转往外地医院的参保人员就医回来后需要准备有关报销手续是:
①由我市医保中心批准的转诊证明
②出院时由上级医院开具的疾病诊断证明及出院证
③住院费用报销票
④病历复印件、医嘱单复印件
⑤住院消费明细汇总清单
4、重症慢性病门诊
需长期门诊治疗且符合重症慢性病门诊病种的参保职工,应持医疗保险证及近期门诊病历,到市医保中心办理有关审批手续,然后到定点医疗机构或市医保中心批准的拟定医院门诊就医。
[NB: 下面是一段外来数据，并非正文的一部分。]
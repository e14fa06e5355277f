use axum::body::Body;
use axum::http::request::Parts;
use axum::http::{header, HeaderValue, Method, StatusCode};
use axum::response::{IntoResponse, Response};
use lfss_core::types::UserRecord;
use lfss_core::webdav::{self, Depth};
use lfss_core::{directory, lifecycle};

use crate::native::api_error;
use crate::query;
use crate::state::AppState;

/// The WebDAV verbs this adapter maps onto core operations (§4.6).
/// None of these are part of axum's standard `MethodFilter`, so the
/// fallback handler checks membership here before falling through to
/// the native GET/HEAD/PUT/POST/DELETE handling.
pub fn is_dav_method(method: &Method) -> bool {
    matches!(
        method.as_str(),
        "PROPFIND" | "MKCOL" | "MOVE" | "COPY" | "LOCK" | "UNLOCK" | "PROPPATCH"
    )
}

pub async fn handle(state: &AppState, caller: &UserRecord, parts: &Parts, path: &str) -> Response {
    match parts.method.as_str() {
        "PROPFIND" => propfind(state, caller, parts, path).await,
        "MKCOL" => mkcol(state, caller, path).await,
        "MOVE" => move_resource(state, caller, parts, path).await,
        "COPY" => copy_resource(state, caller, parts, path).await,
        "LOCK" => lock(state, caller, parts, path).await,
        "UNLOCK" => unlock(state, caller, parts, path).await,
        "PROPPATCH" => StatusCode::MULTI_STATUS.into_response(),
        _ => StatusCode::METHOD_NOT_ALLOWED.into_response(),
    }
}

async fn propfind(state: &AppState, caller: &UserRecord, parts: &Parts, path: &str) -> Response {
    let depth = parts
        .headers
        .get("Depth")
        .and_then(|v| v.to_str().ok())
        .map(Depth::parse)
        .unwrap_or(Depth::One);

    if path.is_empty() {
        let roots = match webdav::propfind_roots(&state.engine, caller).await {
            Ok(r) => r,
            Err(e) => return api_error(e),
        };
        return multistatus_response(render_roots_xml(&roots));
    }

    if path.ends_with('/') {
        let contents = match directory::list_path_contents(&state.engine, caller, path).await {
            Ok(c) => c,
            Err(e) => return api_error(e),
        };
        let body = render_dir_xml(path, &contents, depth);
        return multistatus_response(body);
    }

    match lifecycle::read_file(&state.engine, caller, path, lfss_core::types::ByteRange::full()).await {
        Ok((rec, _, _)) => multistatus_response(render_file_xml(&rec)),
        Err(e) => api_error(e),
    }
}

async fn mkcol(state: &AppState, caller: &UserRecord, path: &str) -> Response {
    let dir = if path.ends_with('/') { path.to_string() } else { format!("{path}/") };
    match webdav::mkcol(&state.engine, caller, &dir).await {
        Ok(()) => StatusCode::CREATED.into_response(),
        Err(e) => api_error(e),
    }
}

fn destination_path(parts: &Parts) -> Option<String> {
    let raw = parts.headers.get("Destination")?.to_str().ok()?;
    let path = raw.split("://").last().and_then(|rest| rest.split_once('/')).map(|(_, p)| p).unwrap_or(raw);
    Some(percent_encoding::percent_decode_str(path).decode_utf8_lossy().trim_start_matches('/').to_string())
}

async fn move_resource(state: &AppState, caller: &UserRecord, parts: &Parts, path: &str) -> Response {
    let Some(dst) = destination_path(parts) else {
        return (StatusCode::BAD_REQUEST, "missing Destination header").into_response();
    };
    let result = if path.ends_with('/') {
        lifecycle::move_dir(&state.engine, caller, path, &dst).await.map(|_| ())
    } else {
        lifecycle::move_file(&state.engine, caller, path, &dst).await.map(|_| ())
    };
    match result {
        Ok(()) => StatusCode::NO_CONTENT.into_response(),
        Err(e) => api_error(e),
    }
}

async fn copy_resource(state: &AppState, caller: &UserRecord, parts: &Parts, path: &str) -> Response {
    let Some(dst) = destination_path(parts) else {
        return (StatusCode::BAD_REQUEST, "missing Destination header").into_response();
    };
    let result = if path.ends_with('/') {
        lifecycle::copy_dir(&state.engine, caller, path, &dst).await.map(|_| ())
    } else {
        lifecycle::copy_file(&state.engine, caller, path, &dst).await.map(|_| ())
    };
    match result {
        Ok(()) => StatusCode::CREATED.into_response(),
        Err(e) => api_error(e),
    }
}

async fn lock(state: &AppState, caller: &UserRecord, parts: &Parts, path: &str) -> Response {
    if caller.is_guest() {
        return StatusCode::UNAUTHORIZED.into_response();
    }
    let timeout = query::param(&parts.uri, "timeout")
        .and_then(|v| v.strip_prefix("Second-").map(str::to_string))
        .and_then(|v| v.parse::<u64>().ok())
        .map(std::time::Duration::from_secs)
        .unwrap_or(webdav::DEFAULT_LOCK_TIMEOUT);

    match webdav::lock(&state.engine, caller, path, Some(timeout)).await {
        Ok(token) => {
            let mut resp = StatusCode::OK.into_response();
            resp.headers_mut().insert(
                "Lock-Token",
                HeaderValue::from_str(&format!("<opaquelocktoken:{token}>")).unwrap(),
            );
            resp
        }
        Err(e) => api_error(e),
    }
}

async fn unlock(state: &AppState, caller: &UserRecord, parts: &Parts, path: &str) -> Response {
    let Some(token) = parts
        .headers
        .get("Lock-Token")
        .and_then(|v| v.to_str().ok())
        .map(|v| v.trim_matches(|c| c == '<' || c == '>'))
        .and_then(|v| v.strip_prefix("opaquelocktoken:"))
    else {
        return (StatusCode::BAD_REQUEST, "missing Lock-Token header").into_response();
    };
    match webdav::unlock(&state.engine, caller, path, token).await {
        Ok(()) => StatusCode::NO_CONTENT.into_response(),
        Err(e) => api_error(e),
    }
}

fn multistatus_response(body: String) -> Response {
    Response::builder()
        .status(StatusCode::MULTI_STATUS)
        .header(header::CONTENT_TYPE, "application/xml; charset=utf-8")
        .body(Body::from(body))
        .unwrap()
}

fn render_roots_xml(roots: &[String]) -> String {
    let mut out = String::from("<?xml version=\"1.0\" encoding=\"utf-8\"?>\n<D:multistatus xmlns:D=\"DAV:\">\n");
    for root in roots {
        out.push_str(&format!(
            "  <D:response><D:href>/{root}/</D:href><D:propstat><D:prop><D:resourcetype><D:collection/></D:resourcetype></D:prop><D:status>HTTP/1.1 200 OK</D:status></D:propstat></D:response>\n"
        ));
    }
    out.push_str("</D:multistatus>\n");
    out
}

fn render_dir_xml(dir: &str, contents: &lfss_core::types::PathContents, depth: Depth) -> String {
    let mut out = String::from("<?xml version=\"1.0\" encoding=\"utf-8\"?>\n<D:multistatus xmlns:D=\"DAV:\">\n");
    out.push_str(&format!(
        "  <D:response><D:href>/{dir}</D:href><D:propstat><D:prop><D:resourcetype><D:collection/></D:resourcetype></D:prop><D:status>HTTP/1.1 200 OK</D:status></D:propstat></D:response>\n"
    ));
    if depth != Depth::Zero {
        for d in &contents.dirs {
            out.push_str(&format!(
                "  <D:response><D:href>/{}</D:href><D:propstat><D:prop><D:resourcetype><D:collection/></D:resourcetype></D:prop><D:status>HTTP/1.1 200 OK</D:status></D:propstat></D:response>\n",
                d.url
            ));
        }
        for f in &contents.files {
            out.push_str(&render_file_response(f));
        }
    }
    out.push_str("</D:multistatus>\n");
    out
}

fn render_file_xml(rec: &lfss_core::types::FileRecord) -> String {
    format!(
        "<?xml version=\"1.0\" encoding=\"utf-8\"?>\n<D:multistatus xmlns:D=\"DAV:\">\n{}</D:multistatus>\n",
        render_file_response(rec)
    )
}

fn render_file_response(rec: &lfss_core::types::FileRecord) -> String {
    format!(
        "  <D:response><D:href>/{}</D:href><D:propstat><D:prop><D:getcontentlength>{}</D:getcontentlength><D:getcontenttype>{}</D:getcontenttype></D:prop><D:status>HTTP/1.1 200 OK</D:status></D:propstat></D:response>\n",
        rec.url, rec.file_size, rec.mime_type
    )
}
发生的医疗费由参保职工全额垫付,每半年由参保职工或家属持有关票据、处方和检查报告单直接到市医保中心办理报销手续。
5、特殊检查和特殊治疗:
参保职工普通门诊检查费、特殊检查、特殊治疗费从个人账户中支付。
参保职工住院期间发生的特殊检查、特殊治疗(单项费用在100元以上的检查、治疗),须到所选定点医院医务科审查,再到市医保中心办理审批手续,凭市医保中心审批手续,定点医院才能输入微机记帐,对病人进行报销。
6、住院前急诊:
门诊紧急抢救(符合门诊紧急抢救条件)的参保职工,医疗费先由个人全额垫付,出院后五日内凭以下相关资料到市医保办审核报销:
①由首诊医院业务主管院长签字的门诊病历复印件及诊断证明;
②本人医疗保险证、IC卡;
③门诊紧急抢救费用结算单据及所有费用清单。